**What to do**. Across all the records below, how many lines contain "tracing"? Respond with only the number.

*** Supplied information Section Begins ***

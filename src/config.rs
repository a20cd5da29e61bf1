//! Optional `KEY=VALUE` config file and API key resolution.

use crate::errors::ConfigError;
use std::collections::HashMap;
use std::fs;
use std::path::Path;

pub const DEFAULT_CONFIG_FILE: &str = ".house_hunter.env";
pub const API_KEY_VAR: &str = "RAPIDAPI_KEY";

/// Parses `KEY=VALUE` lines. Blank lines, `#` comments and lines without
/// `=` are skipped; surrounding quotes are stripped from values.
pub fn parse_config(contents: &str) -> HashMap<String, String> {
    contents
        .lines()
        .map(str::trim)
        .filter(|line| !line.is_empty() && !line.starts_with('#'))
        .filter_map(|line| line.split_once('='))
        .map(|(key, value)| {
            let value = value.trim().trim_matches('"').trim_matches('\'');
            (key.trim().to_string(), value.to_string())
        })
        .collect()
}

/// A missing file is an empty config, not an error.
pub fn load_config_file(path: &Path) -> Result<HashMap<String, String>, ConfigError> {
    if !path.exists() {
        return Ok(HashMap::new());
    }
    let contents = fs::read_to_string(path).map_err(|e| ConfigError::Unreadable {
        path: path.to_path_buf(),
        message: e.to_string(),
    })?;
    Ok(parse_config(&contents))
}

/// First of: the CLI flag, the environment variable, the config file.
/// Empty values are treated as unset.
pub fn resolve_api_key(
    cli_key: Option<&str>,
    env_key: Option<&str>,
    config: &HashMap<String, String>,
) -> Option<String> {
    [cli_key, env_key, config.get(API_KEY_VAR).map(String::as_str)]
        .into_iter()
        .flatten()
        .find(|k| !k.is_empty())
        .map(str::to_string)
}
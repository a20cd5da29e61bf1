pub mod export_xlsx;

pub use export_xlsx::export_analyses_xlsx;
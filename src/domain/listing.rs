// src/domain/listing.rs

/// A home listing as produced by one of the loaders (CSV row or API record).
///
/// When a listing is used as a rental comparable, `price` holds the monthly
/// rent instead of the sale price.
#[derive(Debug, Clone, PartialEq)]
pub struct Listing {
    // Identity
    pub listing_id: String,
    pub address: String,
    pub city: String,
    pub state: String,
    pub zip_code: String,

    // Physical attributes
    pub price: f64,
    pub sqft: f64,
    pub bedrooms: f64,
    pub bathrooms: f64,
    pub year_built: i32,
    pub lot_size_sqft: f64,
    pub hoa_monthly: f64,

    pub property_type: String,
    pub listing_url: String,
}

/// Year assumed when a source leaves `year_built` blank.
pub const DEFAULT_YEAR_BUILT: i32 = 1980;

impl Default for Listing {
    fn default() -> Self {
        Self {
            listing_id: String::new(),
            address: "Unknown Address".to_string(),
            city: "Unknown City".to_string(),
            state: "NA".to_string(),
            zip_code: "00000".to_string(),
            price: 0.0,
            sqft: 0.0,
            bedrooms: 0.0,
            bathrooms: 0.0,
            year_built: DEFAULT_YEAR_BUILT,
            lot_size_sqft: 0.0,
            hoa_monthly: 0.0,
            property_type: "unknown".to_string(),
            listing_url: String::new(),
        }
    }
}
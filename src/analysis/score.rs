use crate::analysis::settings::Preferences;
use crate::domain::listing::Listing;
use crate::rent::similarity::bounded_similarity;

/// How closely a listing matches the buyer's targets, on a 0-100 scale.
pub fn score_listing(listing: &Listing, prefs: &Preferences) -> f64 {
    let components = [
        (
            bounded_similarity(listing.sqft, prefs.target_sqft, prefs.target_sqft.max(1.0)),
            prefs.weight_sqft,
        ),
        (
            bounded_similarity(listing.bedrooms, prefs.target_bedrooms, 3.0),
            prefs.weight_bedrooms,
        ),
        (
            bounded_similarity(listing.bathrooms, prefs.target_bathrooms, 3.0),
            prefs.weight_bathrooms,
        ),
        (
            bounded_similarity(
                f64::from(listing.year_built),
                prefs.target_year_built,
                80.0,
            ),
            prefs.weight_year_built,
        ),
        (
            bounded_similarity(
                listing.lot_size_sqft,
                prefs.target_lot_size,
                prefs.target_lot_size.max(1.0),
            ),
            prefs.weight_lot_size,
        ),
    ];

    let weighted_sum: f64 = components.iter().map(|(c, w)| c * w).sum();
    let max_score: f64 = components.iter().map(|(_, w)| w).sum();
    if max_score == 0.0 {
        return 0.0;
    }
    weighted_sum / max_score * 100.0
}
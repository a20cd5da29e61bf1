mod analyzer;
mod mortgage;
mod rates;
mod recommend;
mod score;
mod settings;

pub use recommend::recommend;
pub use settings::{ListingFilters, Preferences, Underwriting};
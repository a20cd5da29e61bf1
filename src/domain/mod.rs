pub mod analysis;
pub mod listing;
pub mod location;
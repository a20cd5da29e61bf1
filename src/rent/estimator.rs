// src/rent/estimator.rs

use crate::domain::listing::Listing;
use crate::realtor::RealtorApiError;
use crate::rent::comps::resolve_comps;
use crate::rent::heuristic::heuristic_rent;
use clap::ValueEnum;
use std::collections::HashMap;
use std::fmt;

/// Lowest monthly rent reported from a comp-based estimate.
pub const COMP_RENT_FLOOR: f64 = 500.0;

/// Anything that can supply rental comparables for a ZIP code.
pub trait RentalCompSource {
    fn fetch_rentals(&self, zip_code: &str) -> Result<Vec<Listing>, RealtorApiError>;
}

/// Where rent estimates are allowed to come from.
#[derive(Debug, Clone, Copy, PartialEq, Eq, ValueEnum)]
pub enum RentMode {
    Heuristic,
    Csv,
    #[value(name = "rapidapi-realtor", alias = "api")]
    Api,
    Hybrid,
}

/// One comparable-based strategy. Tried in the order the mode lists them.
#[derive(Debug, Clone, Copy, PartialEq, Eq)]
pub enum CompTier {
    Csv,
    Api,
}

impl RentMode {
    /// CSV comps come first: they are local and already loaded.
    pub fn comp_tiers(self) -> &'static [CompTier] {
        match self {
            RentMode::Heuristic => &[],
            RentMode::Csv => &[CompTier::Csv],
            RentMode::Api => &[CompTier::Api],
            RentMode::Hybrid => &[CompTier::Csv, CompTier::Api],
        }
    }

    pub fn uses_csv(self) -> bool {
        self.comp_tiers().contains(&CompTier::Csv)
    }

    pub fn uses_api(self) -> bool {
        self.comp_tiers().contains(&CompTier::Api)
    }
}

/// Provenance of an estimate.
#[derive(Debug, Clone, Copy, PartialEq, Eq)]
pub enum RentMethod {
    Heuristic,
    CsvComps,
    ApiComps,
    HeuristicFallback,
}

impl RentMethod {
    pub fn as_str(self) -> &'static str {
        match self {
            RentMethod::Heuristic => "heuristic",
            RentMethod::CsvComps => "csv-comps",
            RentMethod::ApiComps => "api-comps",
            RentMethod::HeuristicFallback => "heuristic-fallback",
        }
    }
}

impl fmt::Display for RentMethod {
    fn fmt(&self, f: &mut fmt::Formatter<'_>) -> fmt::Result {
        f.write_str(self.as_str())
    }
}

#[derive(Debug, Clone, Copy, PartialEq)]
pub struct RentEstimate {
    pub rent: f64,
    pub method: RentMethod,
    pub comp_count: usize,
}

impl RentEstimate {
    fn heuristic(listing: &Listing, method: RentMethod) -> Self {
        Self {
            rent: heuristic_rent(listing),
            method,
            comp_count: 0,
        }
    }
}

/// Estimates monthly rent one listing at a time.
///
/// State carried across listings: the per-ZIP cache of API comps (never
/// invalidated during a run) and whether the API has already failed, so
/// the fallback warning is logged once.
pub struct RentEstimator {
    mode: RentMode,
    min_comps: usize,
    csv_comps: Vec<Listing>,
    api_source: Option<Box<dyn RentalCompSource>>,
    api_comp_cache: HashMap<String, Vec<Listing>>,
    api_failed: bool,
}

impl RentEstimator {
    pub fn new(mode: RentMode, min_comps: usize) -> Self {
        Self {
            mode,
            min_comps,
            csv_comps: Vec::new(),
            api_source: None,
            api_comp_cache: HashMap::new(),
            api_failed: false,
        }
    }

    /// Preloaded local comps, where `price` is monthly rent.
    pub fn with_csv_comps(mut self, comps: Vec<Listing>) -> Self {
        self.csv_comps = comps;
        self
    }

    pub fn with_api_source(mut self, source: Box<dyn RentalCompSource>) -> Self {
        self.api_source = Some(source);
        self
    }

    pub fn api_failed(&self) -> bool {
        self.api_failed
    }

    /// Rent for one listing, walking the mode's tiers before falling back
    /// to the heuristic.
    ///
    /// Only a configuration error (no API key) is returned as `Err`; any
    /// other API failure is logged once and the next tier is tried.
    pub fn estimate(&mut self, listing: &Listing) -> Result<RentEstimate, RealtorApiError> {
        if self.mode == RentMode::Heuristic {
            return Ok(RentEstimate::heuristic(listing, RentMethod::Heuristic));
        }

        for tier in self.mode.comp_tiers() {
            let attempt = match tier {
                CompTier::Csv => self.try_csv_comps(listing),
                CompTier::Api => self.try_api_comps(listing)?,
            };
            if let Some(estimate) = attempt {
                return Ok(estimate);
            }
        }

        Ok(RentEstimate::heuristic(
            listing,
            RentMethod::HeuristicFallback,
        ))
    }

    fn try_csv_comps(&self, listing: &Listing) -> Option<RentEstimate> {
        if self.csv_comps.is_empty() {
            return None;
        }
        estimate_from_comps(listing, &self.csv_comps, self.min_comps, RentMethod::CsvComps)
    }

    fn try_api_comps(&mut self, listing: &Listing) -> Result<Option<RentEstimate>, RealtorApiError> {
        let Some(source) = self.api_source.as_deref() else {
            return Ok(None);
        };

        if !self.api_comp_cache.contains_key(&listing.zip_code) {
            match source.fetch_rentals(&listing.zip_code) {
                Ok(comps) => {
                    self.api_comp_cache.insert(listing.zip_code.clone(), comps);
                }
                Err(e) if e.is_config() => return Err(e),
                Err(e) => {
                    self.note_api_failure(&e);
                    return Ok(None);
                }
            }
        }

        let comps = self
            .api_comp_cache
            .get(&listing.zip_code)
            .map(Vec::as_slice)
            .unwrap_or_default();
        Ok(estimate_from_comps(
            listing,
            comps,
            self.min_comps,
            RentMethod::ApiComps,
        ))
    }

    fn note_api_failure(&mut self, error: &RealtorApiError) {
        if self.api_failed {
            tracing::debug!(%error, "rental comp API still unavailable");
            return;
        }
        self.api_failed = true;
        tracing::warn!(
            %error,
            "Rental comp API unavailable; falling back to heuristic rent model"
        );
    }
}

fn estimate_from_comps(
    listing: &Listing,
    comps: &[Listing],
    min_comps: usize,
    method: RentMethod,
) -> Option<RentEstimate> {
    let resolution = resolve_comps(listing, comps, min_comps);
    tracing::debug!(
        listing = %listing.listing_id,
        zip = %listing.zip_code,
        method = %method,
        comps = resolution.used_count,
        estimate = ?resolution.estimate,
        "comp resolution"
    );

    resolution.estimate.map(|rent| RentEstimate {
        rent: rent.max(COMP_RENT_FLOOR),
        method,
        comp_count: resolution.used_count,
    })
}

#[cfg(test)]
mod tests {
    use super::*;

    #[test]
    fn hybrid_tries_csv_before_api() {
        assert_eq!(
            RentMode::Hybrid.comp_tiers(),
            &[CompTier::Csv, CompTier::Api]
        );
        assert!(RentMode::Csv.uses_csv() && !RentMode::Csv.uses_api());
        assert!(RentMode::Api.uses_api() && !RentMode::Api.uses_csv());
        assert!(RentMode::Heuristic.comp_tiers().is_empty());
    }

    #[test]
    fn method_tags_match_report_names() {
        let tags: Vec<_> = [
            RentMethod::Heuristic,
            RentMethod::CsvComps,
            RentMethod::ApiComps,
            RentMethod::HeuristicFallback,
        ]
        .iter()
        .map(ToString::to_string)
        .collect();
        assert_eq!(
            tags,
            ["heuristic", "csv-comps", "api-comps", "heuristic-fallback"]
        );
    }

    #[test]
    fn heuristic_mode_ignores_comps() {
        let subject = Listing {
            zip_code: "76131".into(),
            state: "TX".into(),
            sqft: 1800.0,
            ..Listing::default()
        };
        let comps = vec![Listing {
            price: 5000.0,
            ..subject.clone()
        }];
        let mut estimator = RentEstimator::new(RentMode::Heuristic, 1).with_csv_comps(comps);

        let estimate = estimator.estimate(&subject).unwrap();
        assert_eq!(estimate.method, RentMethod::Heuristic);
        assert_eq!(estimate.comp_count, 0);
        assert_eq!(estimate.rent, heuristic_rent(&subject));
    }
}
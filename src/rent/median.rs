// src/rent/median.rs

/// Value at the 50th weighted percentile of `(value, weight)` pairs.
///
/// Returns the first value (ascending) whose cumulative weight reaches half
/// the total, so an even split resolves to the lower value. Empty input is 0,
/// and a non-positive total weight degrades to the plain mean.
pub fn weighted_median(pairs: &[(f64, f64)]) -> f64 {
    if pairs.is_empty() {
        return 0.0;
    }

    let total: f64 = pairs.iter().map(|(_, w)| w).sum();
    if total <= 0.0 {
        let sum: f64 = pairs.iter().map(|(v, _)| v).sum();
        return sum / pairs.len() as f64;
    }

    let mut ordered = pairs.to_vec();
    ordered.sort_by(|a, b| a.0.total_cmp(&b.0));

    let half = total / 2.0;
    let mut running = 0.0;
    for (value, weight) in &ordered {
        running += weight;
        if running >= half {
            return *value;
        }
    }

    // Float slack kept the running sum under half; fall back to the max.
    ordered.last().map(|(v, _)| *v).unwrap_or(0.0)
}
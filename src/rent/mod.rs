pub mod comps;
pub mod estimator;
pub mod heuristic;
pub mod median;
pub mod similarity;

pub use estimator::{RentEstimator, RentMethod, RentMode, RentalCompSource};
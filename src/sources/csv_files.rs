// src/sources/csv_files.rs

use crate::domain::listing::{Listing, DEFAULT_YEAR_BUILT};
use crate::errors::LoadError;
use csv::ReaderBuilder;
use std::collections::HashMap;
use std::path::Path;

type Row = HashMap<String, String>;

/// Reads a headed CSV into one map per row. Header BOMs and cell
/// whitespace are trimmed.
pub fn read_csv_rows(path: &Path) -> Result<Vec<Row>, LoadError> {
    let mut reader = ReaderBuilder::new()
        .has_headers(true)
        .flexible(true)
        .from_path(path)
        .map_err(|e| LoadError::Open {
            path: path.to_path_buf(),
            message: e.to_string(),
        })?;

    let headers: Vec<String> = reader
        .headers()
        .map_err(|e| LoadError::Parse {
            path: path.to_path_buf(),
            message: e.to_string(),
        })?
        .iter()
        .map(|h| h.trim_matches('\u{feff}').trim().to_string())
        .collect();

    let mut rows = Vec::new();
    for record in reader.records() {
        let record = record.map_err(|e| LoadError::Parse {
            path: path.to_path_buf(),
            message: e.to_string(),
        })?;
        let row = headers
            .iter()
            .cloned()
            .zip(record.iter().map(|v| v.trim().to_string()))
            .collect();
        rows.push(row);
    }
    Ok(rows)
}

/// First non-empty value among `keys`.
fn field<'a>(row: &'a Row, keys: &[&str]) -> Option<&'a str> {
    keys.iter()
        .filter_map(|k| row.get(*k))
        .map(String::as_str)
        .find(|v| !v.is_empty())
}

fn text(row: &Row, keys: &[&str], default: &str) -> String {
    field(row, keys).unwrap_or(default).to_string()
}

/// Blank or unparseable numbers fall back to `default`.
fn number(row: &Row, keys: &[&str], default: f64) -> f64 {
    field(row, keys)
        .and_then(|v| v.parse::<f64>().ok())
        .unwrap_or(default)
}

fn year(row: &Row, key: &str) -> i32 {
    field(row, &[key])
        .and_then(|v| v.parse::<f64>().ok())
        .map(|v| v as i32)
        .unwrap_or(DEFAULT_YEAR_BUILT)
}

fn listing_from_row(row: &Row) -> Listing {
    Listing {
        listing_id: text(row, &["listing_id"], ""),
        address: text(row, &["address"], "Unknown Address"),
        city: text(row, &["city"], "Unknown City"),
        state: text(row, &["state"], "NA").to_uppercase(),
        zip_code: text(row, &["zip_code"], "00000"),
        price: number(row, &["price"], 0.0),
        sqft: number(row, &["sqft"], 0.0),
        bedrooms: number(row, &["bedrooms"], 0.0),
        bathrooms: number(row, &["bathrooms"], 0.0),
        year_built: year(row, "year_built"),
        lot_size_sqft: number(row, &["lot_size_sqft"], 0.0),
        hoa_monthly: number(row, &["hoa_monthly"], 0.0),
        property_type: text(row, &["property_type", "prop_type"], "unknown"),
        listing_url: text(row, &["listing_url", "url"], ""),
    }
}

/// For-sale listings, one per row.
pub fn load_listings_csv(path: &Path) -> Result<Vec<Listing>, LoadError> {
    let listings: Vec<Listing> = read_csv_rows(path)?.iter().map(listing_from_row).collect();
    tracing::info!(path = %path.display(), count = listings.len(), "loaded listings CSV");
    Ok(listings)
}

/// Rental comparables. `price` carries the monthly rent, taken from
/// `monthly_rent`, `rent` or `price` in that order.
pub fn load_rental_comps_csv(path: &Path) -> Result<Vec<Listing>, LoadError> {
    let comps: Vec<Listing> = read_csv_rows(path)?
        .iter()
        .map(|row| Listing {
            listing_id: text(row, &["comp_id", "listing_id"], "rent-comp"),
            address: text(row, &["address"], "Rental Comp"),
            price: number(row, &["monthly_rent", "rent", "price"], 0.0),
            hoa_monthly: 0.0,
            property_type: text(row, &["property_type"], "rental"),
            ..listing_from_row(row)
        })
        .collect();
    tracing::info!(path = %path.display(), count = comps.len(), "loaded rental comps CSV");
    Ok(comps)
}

*** Supplied information Section Ends ***

**Reply to the task**. 5